Activity. Review the material line by line. Identify and copy every line that contains the string "InvalidPattern".
BEGIN
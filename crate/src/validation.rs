/*!
Predicates that check a string against a fixed pattern.

Each pattern is compiled once, the first time it is used.
*/
use once_cell::sync::Lazy;
use regex::Regex;

static NOT_ALPHA_REGEX: Lazy<Regex> =
    Lazy::new(|| Regex::new(r"[^a-zA-Z]").expect("Could not parse alpha regex"));

static NOT_ALPHA_NUMERIC_REGEX: Lazy<Regex> =
    Lazy::new(|| Regex::new(r"[^a-zA-Z0-9]").expect("Could not parse alphanumeric regex"));

static NOT_ALPHA_NUMERIC_SPACE_REGEX: Lazy<Regex> = Lazy::new(|| {
    Regex::new(r"[^a-zA-Z0-9\s]").expect("Could not parse alphanumeric space regex")
});

static NOT_NUMERIC_REGEX: Lazy<Regex> =
    Lazy::new(|| Regex::new(r"[^0-9]").expect("Could not parse numeric regex"));

static LOWER_CASE_REGEX: Lazy<Regex> =
    Lazy::new(|| Regex::new(r"\A[a-z]+\z").expect("Could not parse lower case regex"));

static UPPER_CASE_REGEX: Lazy<Regex> =
    Lazy::new(|| Regex::new(r"\A[A-Z]+\z").expect("Could not parse upper case regex"));

static EMAIL_REGEX: Lazy<Regex> = Lazy::new(|| {
    Regex::new(
        r"(?x)
        \A
        (?: [0-9a-zA-Z]+ [-._+&] )*  # dotted or dashed pieces of the local part
        [0-9a-zA-Z]+
        @
        (?: [-0-9a-zA-Z]+ \. )+      # one or more domain labels
        [a-zA-Z]{2,6}                # top level domain
        \z",
    )
    .expect("Could not parse email regex")
});

static GUID_REGEX: Lazy<Regex> = Lazy::new(|| {
    Regex::new(
        r"(?x)
        \A
        \{?
        [0-9a-fA-F]{8} - [0-9a-fA-F]{4} - [0-9a-fA-F]{4} - [0-9a-fA-F]{4} - [0-9a-fA-F]{12}
        \}?
        \z",
    )
    .expect("Could not parse GUID regex")
});

static ZIP_CODE_FIVE_REGEX: Lazy<Regex> =
    Lazy::new(|| Regex::new(r"\A\d{5}\z").expect("Could not parse zip code regex"));

static ZIP_CODE_FIVE_PLUS_FOUR_REGEX: Lazy<Regex> = Lazy::new(|| {
    Regex::new(r"\A\d{5}(?:-|\s)?\d{4}\z").expect("Could not parse zip+4 regex")
});

static ZIP_CODE_ANY_REGEX: Lazy<Regex> = Lazy::new(|| {
    Regex::new(r"\A\d{5}(?:(?:-|\s)?\d{4})?\z").expect("Could not parse optional zip+4 regex")
});

static SOCIAL_SECURITY_REGEX: Lazy<Regex> =
    Lazy::new(|| Regex::new(r"\A\d{3}-?\d{2}-?\d{4}\z").expect("Could not parse SSN regex"));

static IP_ADDRESS_REGEX: Lazy<Regex> = Lazy::new(|| {
    Regex::new(
        r"(?x)
        \A
        (?: (?: 25[0-5] | 2[0-4][0-9] | [01]?[0-9][0-9]? ) \. ){3}
        (?: 25[0-5] | 2[0-4][0-9] | [01]?[0-9][0-9]? )
        \z",
    )
    .expect("Could not parse IP address regex")
});

static US_TELEPHONE_REGEX: Lazy<Regex> = Lazy::new(|| {
    Regex::new(
        r"(?x)
        \A
        [01]? [-.\x20]?
        (?: \( [2-9]\d{2} \) | [2-9]\d{2} )  # area code
        [-.\x20]? \d{3}
        [-.\x20]? \d{4}
        \z",
    )
    .expect("Could not parse telephone regex")
});

static US_CURRENCY_REGEX: Lazy<Regex> = Lazy::new(|| {
    Regex::new(
        r"(?x)
        \A \$
        (?:
            (?: [1-9]\d* | [1-9]\d{0,2} (?: ,\d{3} )* ) (?: \.\d{1,2} )?
            | \.\d{1,2}
        )
        \z
        |
        \A \$ 0 (?: \.\d{1,2} )? \z",
    )
    .expect("Could not parse currency regex")
});

static URL_REGEX: Lazy<Regex> = Lazy::new(|| {
    Regex::new(
        r"(?x)
        \A
        (?: ht | f ) tps? ://
        [0-9a-zA-Z] (?: [-.\w]* [0-9a-zA-Z] )*  # host
        (?: : [0-9]* )*                        # port
        /?
        [a-zA-Z0-9.?,'/\\+&%$\#_=-]*           # path and query
        \z",
    )
    .expect("Could not parse URL regex")
});

/// True when `s` has no characters outside `a-z` and `A-Z`. An empty string
/// passes.
pub fn is_alpha(s: &str) -> bool {
    !NOT_ALPHA_REGEX.is_match(s)
}

pub fn is_alpha_numeric(s: &str) -> bool {
    !NOT_ALPHA_NUMERIC_REGEX.is_match(s)
}

pub fn is_alpha_numeric_with_spaces(s: &str) -> bool {
    !NOT_ALPHA_NUMERIC_SPACE_REGEX.is_match(s)
}

/// True when every character is an ASCII digit. An empty string passes.
pub fn is_numeric(s: &str) -> bool {
    !NOT_NUMERIC_REGEX.is_match(s)
}

pub fn is_lower_case(s: &str) -> bool {
    LOWER_CASE_REGEX.is_match(s)
}

pub fn is_upper_case(s: &str) -> bool {
    UPPER_CASE_REGEX.is_match(s)
}

pub fn is_email(s: &str) -> bool {
    EMAIL_REGEX.is_match(s)
}

pub fn is_guid(s: &str) -> bool {
    GUID_REGEX.is_match(s)
}

/// Accepts a five digit zip code with or without the four digit suffix.
pub fn is_zip_code_any(s: &str) -> bool {
    ZIP_CODE_ANY_REGEX.is_match(s)
}

pub fn is_zip_code_five(s: &str) -> bool {
    ZIP_CODE_FIVE_REGEX.is_match(s)
}

pub fn is_zip_code_five_plus_four(s: &str) -> bool {
    ZIP_CODE_FIVE_PLUS_FOUR_REGEX.is_match(s)
}

pub fn is_social_security_number(s: &str) -> bool {
    SOCIAL_SECURITY_REGEX.is_match(s)
}

pub fn is_ip_address(s: &str) -> bool {
    IP_ADDRESS_REGEX.is_match(s)
}

pub fn is_us_telephone_number(s: &str) -> bool {
    US_TELEPHONE_REGEX.is_match(s)
}

pub fn is_us_currency(s: &str) -> bool {
    US_CURRENCY_REGEX.is_match(s)
}

pub fn is_url(s: &str) -> bool {
    URL_REGEX.is_match(s)
}

/// A strong password is 8 to 255 characters long and uses at least three of
/// these four kinds of character: digits, upper case letters, lower case
/// letters, and anything else.
//
// This is usually written as a single regex full of lookaheads, but the regex
// crate doesn't support those, so we count the character kinds instead.
pub fn is_strong_password(s: &str) -> bool {
    let len = s.chars().count();
    if !(8..=255).contains(&len) {
        return false;
    }

    let has_digit = s.chars().any(|c| c.is_ascii_digit());
    let has_upper = s.chars().any(|c| c.is_ascii_uppercase());
    let has_lower = s.chars().any(|c| c.is_ascii_lowercase());
    let has_other = s.chars().any(|c| !c.is_ascii_alphanumeric());

    [has_digit, has_upper, has_lower, has_other]
        .iter()
        .filter(|&&b| b)
        .count()
        >= 3
}

#[cfg(test)]
mod tests {
    #[test]
    fn character_classes() {
        let tests = [
            ("abcXYZ", true, true, true, false),
            ("abc123", false, true, true, false),
            ("abc 123", false, false, true, false),
            ("12345", false, true, true, true),
            ("", true, true, true, true),
            ("a-b", false, false, false, false),
        ];
        for test in tests {
            assert_eq!(super::is_alpha(test.0), test.1, "is_alpha({:?})", test.0);
            assert_eq!(
                super::is_alpha_numeric(test.0),
                test.2,
                "is_alpha_numeric({:?})",
                test.0,
            );
            assert_eq!(
                super::is_alpha_numeric_with_spaces(test.0),
                test.3,
                "is_alpha_numeric_with_spaces({:?})",
                test.0,
            );
            assert_eq!(super::is_numeric(test.0), test.4, "is_numeric({:?})", test.0);
        }
    }

    #[test]
    fn letter_case() {
        assert!(super::is_lower_case("abc"));
        assert!(!super::is_lower_case("abC"));
        assert!(!super::is_lower_case(""));
        assert!(super::is_upper_case("ABC"));
        assert!(!super::is_upper_case("AbC"));
        assert!(!super::is_upper_case("AB1"));
        assert!(!super::is_upper_case(""));
    }

    #[test]
    fn email() {
        let tests = [
            ("jane.doe@example.com", true),
            ("j_d+tag@mail.example.co.uk", true),
            ("a@b", false),
            ("not-an-email", false),
            ("@example.com", false),
        ];
        for test in tests {
            assert_eq!(super::is_email(test.0), test.1, "{}", test.0);
        }
    }

    #[test]
    fn guid() {
        let tests = [
            ("{3F2504E0-4F89-11D3-9A0C-0305E82C3301}", true),
            ("3f2504e0-4f89-11d3-9a0c-0305e82c3301", true),
            ("3F2504E0-4F89-11D3-9A0C", false),
            ("not-a-guid", false),
        ];
        for test in tests {
            assert_eq!(super::is_guid(test.0), test.1, "{}", test.0);
        }
    }

    #[test]
    fn zip_codes() {
        let tests = [
            ("12345", true, true, false),
            ("12345-6789", true, false, true),
            ("12345 6789", true, false, true),
            ("123456789", true, false, true),
            ("1234", false, false, false),
            ("12345-678", false, false, false),
        ];
        for test in tests {
            assert_eq!(super::is_zip_code_any(test.0), test.1, "any {}", test.0);
            assert_eq!(super::is_zip_code_five(test.0), test.2, "five {}", test.0);
            assert_eq!(
                super::is_zip_code_five_plus_four(test.0),
                test.3,
                "five plus four {}",
                test.0,
            );
        }
    }

    #[test]
    fn social_security_number() {
        assert!(super::is_social_security_number("123-45-6789"));
        assert!(super::is_social_security_number("123456789"));
        assert!(!super::is_social_security_number("12-345-6789"));
        assert!(!super::is_social_security_number("123-45-678"));
    }

    #[test]
    fn ip_address() {
        let tests = [
            ("192.168.0.1", true),
            ("0.0.0.0", true),
            ("255.255.255.255", true),
            ("256.1.1.1", false),
            ("1.2.3", false),
            ("1.2.3.4.5", false),
        ];
        for test in tests {
            assert_eq!(super::is_ip_address(test.0), test.1, "{}", test.0);
        }
    }

    #[test]
    fn telephone() {
        let tests = [
            ("(555) 555-1234", true),
            ("555-555-1234", true),
            ("555.555.1234", true),
            ("1-555-555-1234", true),
            ("123-456-7890", false),
            ("555-1234", false),
        ];
        for test in tests {
            assert_eq!(super::is_us_telephone_number(test.0), test.1, "{}", test.0);
        }
    }

    #[test]
    fn currency() {
        let tests = [
            ("$1,234.56", true),
            ("$1234", true),
            ("$0.99", true),
            ("$.50", true),
            ("12.00", false),
            ("$1,23", false),
            ("$01", false),
        ];
        for test in tests {
            assert_eq!(super::is_us_currency(test.0), test.1, "{}", test.0);
        }
    }

    #[test]
    fn url() {
        let tests = [
            ("http://example.com", true),
            ("https://example.com/path?x=1&y=2", true),
            ("ftp://files.example.org:21/pub", true),
            ("example.com", false),
            ("mailto:someone@example.com", false),
        ];
        for test in tests {
            assert_eq!(super::is_url(test.0), test.1, "{}", test.0);
        }
    }

    #[test]
    fn strong_password() {
        let tests = [
            ("Passw0rd", true),
            ("passw0rd!", true),
            ("PASSWORD1!", true),
            ("password", false),
            ("Password", false),
            ("Sh0rt!", false),
        ];
        for test in tests {
            assert_eq!(super::is_strong_password(test.0), test.1, "{}", test.0);
        }
    }
}
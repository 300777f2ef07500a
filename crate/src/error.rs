//! The error type shared by the registry builder and the regex-taking string
//! helpers.

use thiserror::Error;

/// Errors that can occur while building a rule table or compiling a
/// caller-supplied pattern. Inflecting a word never produces an error.
#[derive(Debug, Error)]
pub enum Error {
    /// A rule or helper pattern failed to compile.
    #[error("could not compile pattern `{pattern}`: {source}")]
    InvalidPattern {
        /// The pattern as it was given.
        pattern: String,
        /// The error reported by the regex compiler.
        #[source]
        source: regex::Error,
    },

    /// One side of an irregular singular/plural pair was empty.
    #[error("irregular pair ({singular:?}, {plural:?}) has an empty form")]
    EmptyIrregularForm {
        /// The singular form that was passed in.
        singular: String,
        /// The plural form that was passed in.
        plural: String,
    },
}

pub type Result<T> = std::result::Result<T, Error>;
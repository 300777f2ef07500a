//! Small, independent string helpers.
//!
//! Functions that take a caller-supplied regular expression return a
//! [Result](crate::Result) so a bad pattern is reported instead of
//! panicking. Everything else is infallible.

use crate::{
    error::{Error, Result},
    util,
};
use once_cell::sync::Lazy;
use regex::{NoExpand, Regex, RegexBuilder};

static NON_WORD_REGEX: Lazy<Regex> =
    Lazy::new(|| Regex::new(r"\W+").expect("Could not parse non-word regex"));

static HTML_TAG_REGEX: Lazy<Regex> =
    Lazy::new(|| Regex::new(r"(?s)<.*?>").expect("Could not parse HTML tag regex"));

/// Case-insensitive equality.
pub fn matches_ignore_case(a: &str, b: &str) -> bool {
    a.to_lowercase() == b.to_lowercase()
}

/// Case-insensitive equality after trimming surrounding whitespace.
pub fn matches_trimmed(a: &str, b: &str) -> bool {
    matches_ignore_case(a.trim(), b.trim())
}

/// Tests `input` against `pattern`, ignoring case and allowing whitespace and
/// `#` comments in the pattern.
pub fn matches_regex(input: &str, pattern: &str) -> Result<bool> {
    let re = build_regex(pattern, |b| b.case_insensitive(true).ignore_whitespace(true))?;
    Ok(re.is_match(input))
}

/// Removes the last `n` characters. If the string is shorter than `n` it is
/// returned unchanged.
pub fn chop(s: &str, n: usize) -> &str {
    if n == 0 {
        return s;
    }
    match s.char_indices().rev().nth(n - 1) {
        Some((idx, _)) => &s[..idx],
        None => s,
    }
}

/// Removes everything from the last occurrence of `marker` to the end. The
/// string is unchanged if `marker` is missing or only occurs at the start.
pub fn chop_at<'a>(s: &'a str, marker: &str) -> &'a str {
    match s.rfind(marker) {
        Some(idx) if idx > 0 => &s[..idx],
        _ => s,
    }
}

/// Removes the first `n` characters, as long as the string is longer than
/// that.
pub fn clip(s: &str, n: usize) -> &str {
    match s.char_indices().nth(n) {
        Some((idx, _)) => &s[idx..],
        None => s,
    }
}

/// Removes everything before the first occurrence of `marker`, keeping the
/// marker itself. The string is unchanged if `marker` is missing or already
/// at the start.
pub fn clip_at<'a>(s: &'a str, marker: &str) -> &'a str {
    match s.find(marker) {
        Some(idx) if idx > 0 => &s[idx..],
        _ => s,
    }
}

/// Replaces every occurrence of `from` with `to`, ignoring ASCII case when
/// matching.
pub fn fast_replace(original: &str, from: &str, to: &str) -> String {
    if from.is_empty() {
        return original.to_string();
    }

    let mut result = String::with_capacity(original.len());
    let mut last = 0;
    while let Some(idx) = util::find_ignore_ascii_case(original, from, last) {
        result.push_str(&original[last..idx]);
        result.push_str(to);
        last = idx + from.len();
    }
    result.push_str(&original[last..]);
    result
}

/// Returns the text between the first `start` and the next `end` after it,
/// ignoring ASCII case. Returns an empty string if either is missing.
pub fn crop<'a>(s: &'a str, start: &str, end: &str) -> &'a str {
    let from = match util::find_ignore_ascii_case(s, start, 0) {
        Some(idx) => idx + start.len(),
        None => return "",
    };
    match util::find_ignore_ascii_case(s, end, from) {
        Some(to) => &s[from..to],
        None => "",
    }
}

/// Collapses runs of spaces into a single space and trims the ends.
pub fn squeeze(s: &str) -> String {
    to_words(s).join(" ")
}

pub fn to_alpha_numeric_only(s: &str) -> String {
    NON_WORD_REGEX.replace_all(s, "").into_owned()
}

/// Splits on spaces, dropping empty pieces.
pub fn to_words(s: &str) -> Vec<&str> {
    s.trim().split(' ').filter(|w| !w.is_empty()).collect()
}

pub fn strip_html(html: &str) -> String {
    strip_html_with(html, "")
}

/// Replaces every tag with `placeholder`, then decodes the handful of
/// entities that commonly survive tag stripping.
pub fn strip_html_with(html: &str, placeholder: &str) -> String {
    HTML_TAG_REGEX
        .replace_all(html, NoExpand(placeholder))
        .replace("&nbsp;", "")
        .replace("&amp;", "&")
        .replace("&gt;", ">")
        .replace("&lt;", "<")
}

/// Returns every match of `pattern` in `source`. Matching ignores case, `^`
/// and `$` match at line ends, and `.` matches newlines.
pub fn find_matches(source: &str, pattern: &str) -> Result<Vec<String>> {
    let re = build_regex(pattern, |b| {
        b.case_insensitive(true)
            .multi_line(true)
            .dot_matches_new_line(true)
    })?;
    Ok(re
        .find_iter(source)
        .map(|m| m.as_str().to_string())
        .collect())
}

pub fn to_delimited_list<I, S>(items: I, delimiter: &str) -> String
where
    I: IntoIterator<Item = S>,
    S: AsRef<str>,
{
    let mut list = String::new();
    for (i, item) in items.into_iter().enumerate() {
        if i > 0 {
            list.push_str(delimiter);
        }
        list.push_str(item.as_ref());
    }
    list
}

/// Removes every match of each pattern in `patterns`, which is a comma
/// separated list of regular expressions.
pub fn strip(s: &str, patterns: &str) -> Result<String> {
    let mut stripped = s.to_string();
    if patterns.is_empty() {
        return Ok(stripped);
    }
    for pattern in patterns.split(',') {
        let re = build_regex(pattern, |b| b)?;
        stripped = re.replace_all(&stripped, "").into_owned();
    }
    Ok(stripped)
}

fn build_regex<F>(pattern: &str, configure: F) -> Result<Regex>
where
    F: FnOnce(&mut RegexBuilder) -> &mut RegexBuilder,
{
    let mut builder = RegexBuilder::new(pattern);
    configure(&mut builder)
        .build()
        .map_err(|source| Error::InvalidPattern {
            pattern: pattern.to_string(),
            source,
        })
}

/// Implemented by enums that can be looked up by variant name.
///
/// ```
/// use en_textkit::strings::{to_enum, NamedVariants};
///
/// #[derive(Clone, Copy, Debug, PartialEq)]
/// enum Color {
///     Red,
///     Green,
/// }
///
/// impl NamedVariants for Color {
///     const VARIANTS: &'static [(&'static str, Self)] =
///         &[("Red", Color::Red), ("Green", Color::Green)];
/// }
///
/// assert_eq!(to_enum::<Color>("green"), Some(Color::Green));
/// assert_eq!(to_enum::<Color>("blue"), None);
/// ```
pub trait NamedVariants: Sized + Copy + 'static {
    const VARIANTS: &'static [(&'static str, Self)];
}

/// Finds the variant whose name matches `name`, ignoring case.
pub fn to_enum<T: NamedVariants>(name: &str) -> Option<T> {
    T::VARIANTS
        .iter()
        .find(|(n, _)| matches_ignore_case(n, name))
        .map(|(_, v)| *v)
}
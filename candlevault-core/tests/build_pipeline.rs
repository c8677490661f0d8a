//! Integration tests for building N-second series from the daily store.

use candlevault_core::candles::resample;
use candlevault_core::data::{
    build, ingest, write_series, BuildError, DailyStore, FixtureSource, NoProgress, StoreError,
};
use candlevault_core::domain::{Candle, DateRange, Side, TradeRecord};
use chrono::{Duration, NaiveDate, TimeZone, Utc};

// ── Helpers ──────────────────────────────────────────────────────────

fn d(day: u32) -> NaiveDate {
    NaiveDate::from_ymd_opt(2024, 2, day).unwrap()
}

/// One-second candles for every second of `[from, from + count)` on `date`.
fn seconds(date: NaiveDate, from: i64, count: i64, base_price: f64) -> Vec<Candle> {
    let midnight = Utc.from_utc_datetime(&date.and_hms_opt(0, 0, 0).unwrap());
    (from..from + count)
        .map(|i| {
            let price = base_price + (i % 11) as f64;
            Candle {
                bucket_start: midnight + Duration::seconds(i),
                open: price,
                high: price + 0.5,
                low: price - 0.5,
                close: price + 0.25,
                volume: 2.0,
                buy_volume: 1.5,
                sell_volume: 0.5,
            }
        })
        .collect()
}

fn store_with(days: &[(NaiveDate, Vec<Candle>)]) -> (tempfile::TempDir, DailyStore) {
    let dir = tempfile::tempdir().unwrap();
    let store = DailyStore::new(dir.path());
    for (date, candles) in days {
        store.write("bybit", "BTCUSDT", *date, candles).unwrap();
    }
    (dir, store)
}

// ── Gaps and empty ranges ────────────────────────────────────────────

#[test]
fn missing_middle_day_is_skipped_not_fatal() {
    let (_dir, store) = store_with(&[
        (d(1), seconds(d(1), 0, 120, 100.0)),
        (d(3), seconds(d(3), 0, 120, 200.0)),
    ]);
    let range = DateRange::new(d(1), d(3)).unwrap();

    let series = build(&store, "bybit", "BTCUSDT", &range, 60).unwrap();

    assert_eq!(series.days_found, vec![d(1), d(3)]);
    assert_eq!(series.days_missing, vec![d(2)]);
    assert_eq!(series.candles.len(), 4);
    for window in series.candles.windows(2) {
        assert!(window[0].bucket_start < window[1].bucket_start);
    }
    assert!(series.candles.iter().all(|c| c.bucket_secs() % 60 == 0));
    assert!(series.candles.iter().all(|c| c.volume == 120.0));
}

#[test]
fn range_with_no_stored_day_is_no_data() {
    let (_dir, store) = store_with(&[(d(10), seconds(d(10), 0, 5, 1.0))]);
    let range = DateRange::new(d(1), d(9)).unwrap();

    let err = build(&store, "bybit", "BTCUSDT", &range, 60).unwrap_err();
    match err {
        BuildError::NoData { exchange, symbol, range: r } => {
            assert_eq!((exchange.as_str(), symbol.as_str()), ("bybit", "BTCUSDT"));
            assert_eq!(r, range);
        }
        other => panic!("expected NoData, got {other:?}"),
    }
}

#[test]
fn unknown_symbol_is_no_data() {
    let (_dir, store) = store_with(&[(d(1), seconds(d(1), 0, 5, 1.0))]);
    let err = build(&store, "bybit", "ETHUSDT", &DateRange::day(d(1)), 60).unwrap_err();
    assert!(err.is_no_data());
}

// ── Concatenate, then resample ───────────────────────────────────────

#[test]
fn window_across_midnight_is_built_from_both_days() {
    // 86400 is not a multiple of 7, so one 7s window spans midnight.
    let last_of_d1 = seconds(d(1), 86_390, 10, 50.0);
    let first_of_d2 = seconds(d(2), 0, 10, 80.0);
    let (_dir, store) = store_with(&[(d(1), last_of_d1.clone()), (d(2), first_of_d2.clone())]);
    let range = DateRange::new(d(1), d(2)).unwrap();

    let series = build(&store, "bybit", "BTCUSDT", &range, 7).unwrap();

    let concatenated: Vec<Candle> = last_of_d1.iter().chain(&first_of_d2).cloned().collect();
    assert_eq!(series.candles, resample(&concatenated, 7).unwrap());

    let per_day: Vec<Candle> = resample(&last_of_d1, 7)
        .unwrap()
        .into_iter()
        .chain(resample(&first_of_d2, 7).unwrap())
        .collect();
    assert!(per_day.len() > series.candles.len());

    let midnight = Utc.from_utc_datetime(&d(2).and_hms_opt(0, 0, 0).unwrap());
    let straddling = series
        .candles
        .iter()
        .find(|c| c.bucket_start < midnight && c.bucket_start + Duration::seconds(7) > midnight)
        .expect("a window spans midnight");
    assert!(straddling.open < 80.0, "open comes from day one");
    assert!(straddling.close >= 80.0, "close comes from day two");
}

// ── Storage errors ───────────────────────────────────────────────────

#[test]
fn corrupt_day_aborts_the_build() {
    let (_dir, store) = store_with(&[
        (d(1), seconds(d(1), 0, 60, 10.0)),
        (d(3), seconds(d(3), 0, 60, 10.0)),
    ]);
    let bad = store.day_path("bybit", "BTCUSDT", d(2)).unwrap();
    std::fs::write(&bad, b"\x1f\x8b not really gzip").unwrap();

    let err = build(&store, "bybit", "BTCUSDT", &DateRange::new(d(1), d(3)).unwrap(), 60)
        .unwrap_err();

    match err {
        BuildError::Storage(StoreError::Corrupt { path, .. }) => assert_eq!(path, bad),
        other => panic!("expected corrupt store error, got {other:?}"),
    }
}

// ── End to end ───────────────────────────────────────────────────────

#[test]
fn ingest_then_build_then_write_artifact() {
    let dir = tempfile::tempdir().unwrap();
    let store = DailyStore::new(dir.path().join("store"));
    let trades = |date: NaiveDate| -> Vec<TradeRecord> {
        let midnight = Utc.from_utc_datetime(&date.and_hms_opt(0, 0, 0).unwrap());
        (0..600)
            .map(|i| {
                TradeRecord::new(
                    midnight + Duration::milliseconds(i * 500),
                    if i % 2 == 0 { Side::Buy } else { Side::Sell },
                    1.0,
                    1000.0 + (i % 13) as f64,
                )
            })
            .collect()
    };
    let source = FixtureSource::new("bybit")
        .with_trades("BTCUSDT", d(1), trades(d(1)))
        .with_trades("BTCUSDT", d(2), trades(d(2)));
    let range = DateRange::new(d(1), d(2)).unwrap();

    let report = ingest("bybit", "BTCUSDT", &range, &source, &store, 2, &NoProgress).unwrap();
    assert_eq!(report.succeeded, vec![d(1), d(2)]);

    let series = build(&store, "bybit", "BTCUSDT", &range, 60).unwrap();
    // 600 trades at 2/s cover 300 seconds: five 1-minute candles per day.
    assert_eq!(series.candles.len(), 10);
    for candle in &series.candles {
        assert!(candle.is_consistent());
        assert_eq!(candle.volume, 120.0);
        assert_eq!(candle.buy_volume, 60.0);
    }

    let out_dir = dir.path().join("out");
    std::fs::create_dir(&out_dir).unwrap();
    let path = write_series(&series, &out_dir).unwrap();
    assert_eq!(
        path.file_name().unwrap().to_str().unwrap(),
        "bybit_BTCUSDT_20240201_20240202_60s.csv.gz"
    );
    assert_eq!(candlevault_core::data::store::read_candles(&path).unwrap(), series.candles);
}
END
Answer space.
    InvalidPattern {
        .map_err(|source| Error::InvalidPattern {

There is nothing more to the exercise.